International Journal of Computer Applications |
Foundation of Computer Science (FCS), NY, USA |
Volume 179 - Number 8 |
Year of Publication: 2017 |
Authors: Parth Khetarpal, Riaz Moradian, Shayan Sadar, Sunny Doultani, Salma Pathan |
10.5120/ijca2017916029 |
Parth Khetarpal, Riaz Moradian, Shayan Sadar, Sunny Doultani, Salma Pathan . LipVision: A Deep Learning Approach.
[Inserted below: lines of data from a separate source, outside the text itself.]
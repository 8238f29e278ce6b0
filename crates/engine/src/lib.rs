//! Charsheet Engine library.
//!
//! This crate contains the server side of the character sheet editor: the
//! record store and the HTTP API in front of it.
//!
//! ## Structure
//!
//! - `use_cases/` - Record store operations and conflict rules
//! - `infrastructure/` - Storage backends, configuration, port traits
//! - `api/` - HTTP entry points
//! - `app` - Application composition

pub mod api;
pub mod app;
pub mod infrastructure;
pub mod use_cases;

pub use app::App;
#[cfg(test)]
mod tests {
    use super::*;
    use crate::infrastructure::memory_storage::MemoryStorage;
    use crate::infrastructure::ports::MockRecordStorage;
    use mockall::predicate::*;
    use serde_json::json;

    fn body(value: serde_json::Value) -> RecordBody {
        match value {
            serde_json::Value::Object(map) => map,
            _ => RecordBody::new(),
        }
    }

    fn store() -> RecordStore {
        RecordStore::new(Arc::new(MemoryStorage::new()), ConflictPolicy::Compatible)
    }

    #[test]
    fn parses_conflict_policy() {
        assert_eq!(ConflictPolicy::parse("strict"), Some(ConflictPolicy::Strict));
        assert_eq!(
            ConflictPolicy::parse(" Compatible "),
            Some(ConflictPolicy::Compatible)
        );
        assert_eq!(ConflictPolicy::parse("lenient"), None);
    }

    #[tokio::test]
    async fn put_then_get_round_trips() {
        let store = store();
        let record = body(json!({"name": "Thorin Oakenshield!", "class": "Fighter"}));

        let key = store
            .put("Thorin Oakenshield!", record.clone(), None)
            .await
            .expect("put");

        assert_eq!(key.as_str(), "Thorin_Oakenshield_");
        assert_eq!(store.get("Thorin_Oakenshield_").await.expect("get"), record);
        assert!(store.exists("Thorin Oakenshield!").await.expect("exists"));
    }

    #[tokio::test]
    async fn get_missing_is_not_found() {
        let err = store().get("nobody").await.expect_err("missing");
        assert!(matches!(err, RecordStoreError::NotFound(key) if key.as_str() == "nobody"));
    }

    #[tokio::test]
    async fn put_conflicts_when_current_key_differs() {
        let store = store();
        store
            .put("Aria", body(json!({"name": "Aria", "level": 5})), None)
            .await
            .expect("seed");

        let err = store
            .put("Aria", body(json!({"name": "Aria", "level": 1})), Some("Bran"))
            .await
            .expect_err("conflict");
        assert!(matches!(err, RecordStoreError::Conflict(_)));

        let stored = store.get("Aria").await.expect("get");
        assert_eq!(stored.get("level"), Some(&json!(5)));
    }

    #[tokio::test]
    async fn put_allows_owner_to_overwrite() {
        let store = store();
        store
            .put("Aria", body(json!({"level": 5})), None)
            .await
            .expect("seed");

        store
            .put("Aria", body(json!({"level": 6})), Some("Aria"))
            .await
            .expect("owner overwrite");

        let stored = store.get("Aria").await.expect("get");
        assert_eq!(stored.get("level"), Some(&json!(6)));
    }

    #[tokio::test]
    async fn current_key_is_sanitized_before_comparing() {
        let store = store();
        store
            .put("Aria Stormborn", RecordBody::new(), None)
            .await
            .expect("seed");

        store
            .put("Aria_Stormborn", RecordBody::new(), Some("Aria Stormborn"))
            .await
            .expect("same key after sanitizing");
    }

    #[tokio::test]
    async fn absent_current_key_follows_policy() {
        let compatible = store();
        compatible
            .put("Aria", RecordBody::new(), None)
            .await
            .expect("seed");
        compatible
            .put("Aria", RecordBody::new(), None)
            .await
            .expect("compatible overwrites");
        compatible
            .put("Aria", RecordBody::new(), Some(""))
            .await
            .expect("empty current is absent");

        let strict = RecordStore::new(Arc::new(MemoryStorage::new()), ConflictPolicy::Strict);
        strict
            .put("Aria", RecordBody::new(), None)
            .await
            .expect("new records are always allowed");
        let err = strict
            .put("Aria", RecordBody::new(), None)
            .await
            .expect_err("strict refuses");
        assert!(matches!(err, RecordStoreError::Conflict(_)));
        strict
            .put("Aria", RecordBody::new(), Some("Aria"))
            .await
            .expect("owner may still overwrite");
    }

    #[tokio::test]
    async fn empty_keys_are_rejected() {
        let store = store();
        let err = store
            .put("", RecordBody::new(), None)
            .await
            .expect_err("empty");
        assert!(matches!(err, RecordStoreError::EmptyKey));
        assert!(!store.exists("").await.expect("exists"));
    }

    #[tokio::test]
    async fn rename_moves_record_and_updates_name() {
        let store = store();
        store
            .put(
                "Aria Stormborn",
                body(json!({"name": "Aria Stormborn", "level": 5, "class": "Rogue"})),
                None,
            )
            .await
            .expect("seed");

        let key = store
            .rename(
                "Aria_Stormborn",
                "Aria_Stormwind",
                body(json!({"name": "Aria Stormwind", "level": 5, "class": "Rogue"})),
            )
            .await
            .expect("rename");

        assert_eq!(key.as_str(), "Aria_Stormwind");
        assert!(!store.exists("Aria_Stormborn").await.expect("exists"));
        let moved = store.get("Aria_Stormwind").await.expect("get");
        assert_eq!(moved.get("name"), Some(&json!("Aria Stormwind")));
        assert_eq!(moved.get("class"), Some(&json!("Rogue")));
    }

    #[tokio::test]
    async fn rename_merges_body_over_stored_record() {
        let store = store();
        store
            .put("Old", body(json!({"name": "Old", "notes": "keep me", "level": 2})), None)
            .await
            .expect("seed");

        store
            .rename("Old", "New", body(json!({"name": "", "level": 3})))
            .await
            .expect("rename");

        let moved = store.get("New").await.expect("get");
        assert_eq!(moved.get("name"), Some(&json!("Old")));
        assert_eq!(moved.get("notes"), Some(&json!("keep me")));
        assert_eq!(moved.get("level"), Some(&json!(3)));
    }

    #[tokio::test]
    async fn rename_to_same_key_updates_in_place() {
        let store = store();
        store
            .put("Aria", body(json!({"level": 1})), None)
            .await
            .expect("seed");

        store
            .rename("Aria", "Aria", body(json!({"level": 2})))
            .await
            .expect("rename in place");

        assert_eq!(
            store.get("Aria").await.expect("get").get("level"),
            Some(&json!(2))
        );
    }

    #[tokio::test]
    async fn rename_conflict_leaves_store_unchanged() {
        let store = store();
        store
            .put("A", body(json!({"name": "A"})), None)
            .await
            .expect("seed a");
        store
            .put("B", body(json!({"name": "B"})), None)
            .await
            .expect("seed b");

        let err = store
            .rename("A", "B", body(json!({"name": "B"})))
            .await
            .expect_err("conflict");
        assert!(matches!(err, RecordStoreError::Conflict(key) if key.as_str() == "B"));

        assert_eq!(store.get("A").await.expect("a").get("name"), Some(&json!("A")));
        assert_eq!(store.get("B").await.expect("b").get("name"), Some(&json!("B")));
    }

    #[tokio::test]
    async fn rename_missing_source_is_not_found() {
        let err = store()
            .rename("ghost", "spirit", RecordBody::new())
            .await
            .expect_err("missing");
        assert!(matches!(err, RecordStoreError::NotFound(key) if key.as_str() == "ghost"));
    }

    #[tokio::test]
    async fn rename_rolls_back_when_old_record_cannot_be_removed() {
        let mut storage = MockRecordStorage::new();
        let old = StorageKey::from_name("Old");
        let new = StorageKey::from_name("New");

        storage
            .expect_read()
            .with(eq(old.clone()))
            .returning(|_| Ok(Some(RecordBody::new())));
        storage
            .expect_contains()
            .with(eq(new.clone()))
            .returning(|_| Ok(false));
        storage
            .expect_write()
            .with(eq(new.clone()), always())
            .times(1)
            .returning(|_, _| Ok(()));
        storage
            .expect_remove()
            .with(eq(old.clone()))
            .times(1)
            .returning(|_| Err(RepoError::database("remove", "permission denied")));
        storage
            .expect_remove()
            .with(eq(new.clone()))
            .times(1)
            .returning(|_| Ok(true));

        let store = RecordStore::new(Arc::new(storage), ConflictPolicy::Compatible);
        let err = store
            .rename("Old", "New", RecordBody::new())
            .await
            .expect_err("storage failure");

        assert!(matches!(err, RecordStoreError::Storage(_)));
    }

    #[tokio::test]
    async fn delete_removes_record() {
        let store = store();
        store
            .put("Doomed", RecordBody::new(), None)
            .await
            .expect("seed");

        store.delete("Doomed").await.expect("delete");

        assert!(!store.exists("Doomed").await.expect("exists"));
        let err = store.delete("Doomed").await.expect_err("already gone");
        assert!(matches!(err, RecordStoreError::NotFound(_)));
    }

    #[tokio::test]
    async fn list_is_ordered_with_fallbacks() {
        let store = store();
        store
            .put("Zed", body(json!({"name": "Zed", "class": "Wizard", "level": 7})), None)
            .await
            .expect("seed zed");
        store
            .put("Anon", RecordBody::new(), None)
            .await
            .expect("seed anon");

        let listing = store.list().await.expect("list");

        assert!(listing.skipped.is_empty());
        assert_eq!(listing.characters.len(), 2);
        assert_eq!(listing.characters[0].storage_key, "Anon");
        assert_eq!(listing.characters[0].name, "Anon");
        assert_eq!(listing.characters[0].class, "");
        assert_eq!(listing.characters[0].level, 1);
        assert_eq!(listing.characters[1].name, "Zed");
        assert_eq!(listing.characters[1].class, "Wizard");
        assert_eq!(listing.characters[1].level, 7);
    }

    #[tokio::test]
    async fn list_skips_unreadable_records() {
        let mut storage = MockRecordStorage::new();
        storage.expect_keys().returning(|| {
            Ok(vec![
                StorageKey::from_name("broken"),
                StorageKey::from_name("Aria"),
            ])
        });
        storage
            .expect_read()
            .with(eq(StorageKey::from_name("Aria")))
            .returning(|_| {
                let mut record = RecordBody::new();
                record.insert("name".into(), "Aria".into());
                Ok(Some(record))
            });
        storage
            .expect_read()
            .with(eq(StorageKey::from_name("broken")))
            .returning(|_| Err(RepoError::serialization("expected value at line 1")));

        let store = RecordStore::new(Arc::new(storage), ConflictPolicy::Compatible);
        let listing = store.list().await.expect("list");

        assert_eq!(listing.characters.len(), 1);
        assert_eq!(listing.characters[0].name, "Aria");
        assert_eq!(listing.skipped.len(), 1);
        assert_eq!(listing.skipped[0].storage_key, "broken");
    }

    #[tokio::test]
    async fn traversal_keys_stay_inside_storage() {
        let store = store();
        let key = store
            .put("../../etc/passwd", RecordBody::new(), None)
            .await
            .expect("put");
        assert_eq!(key.as_str(), "______etc_passwd");
    }
}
International Journal of Computer Applications. 179, 8 ( Dec 2017), 34-36. DOI=10.5120/ijca2017916029
Lip-Reading is the task of interpreting what an individual is saying by analysing his/her mouth patterns while the individual is talking. The paper is conducting a survey on the previously done work on Lip-Reading. It will be discussing the different classifiers used, their efficiency and the end accuracy obtained. Lip-Reading can be used in a myriad of fields such as medical, communication and gaming. The proposed system will use the GRID corpus dataset in which the videos are recorded from 33 speakers. OpenCV and dlib will be used for face and mouth detection. Then the mouth ROI will be used with the iBug tool to annotate facial landmarks. The architecture consists of Convolutional Neural Networks which will be created and trained in Tensorflow (Open Source Software Library), which are then passed through Connectionist Temporal Classification. It will then be using saliency visualisation technique to interpret and match the learned behaviour and generate text.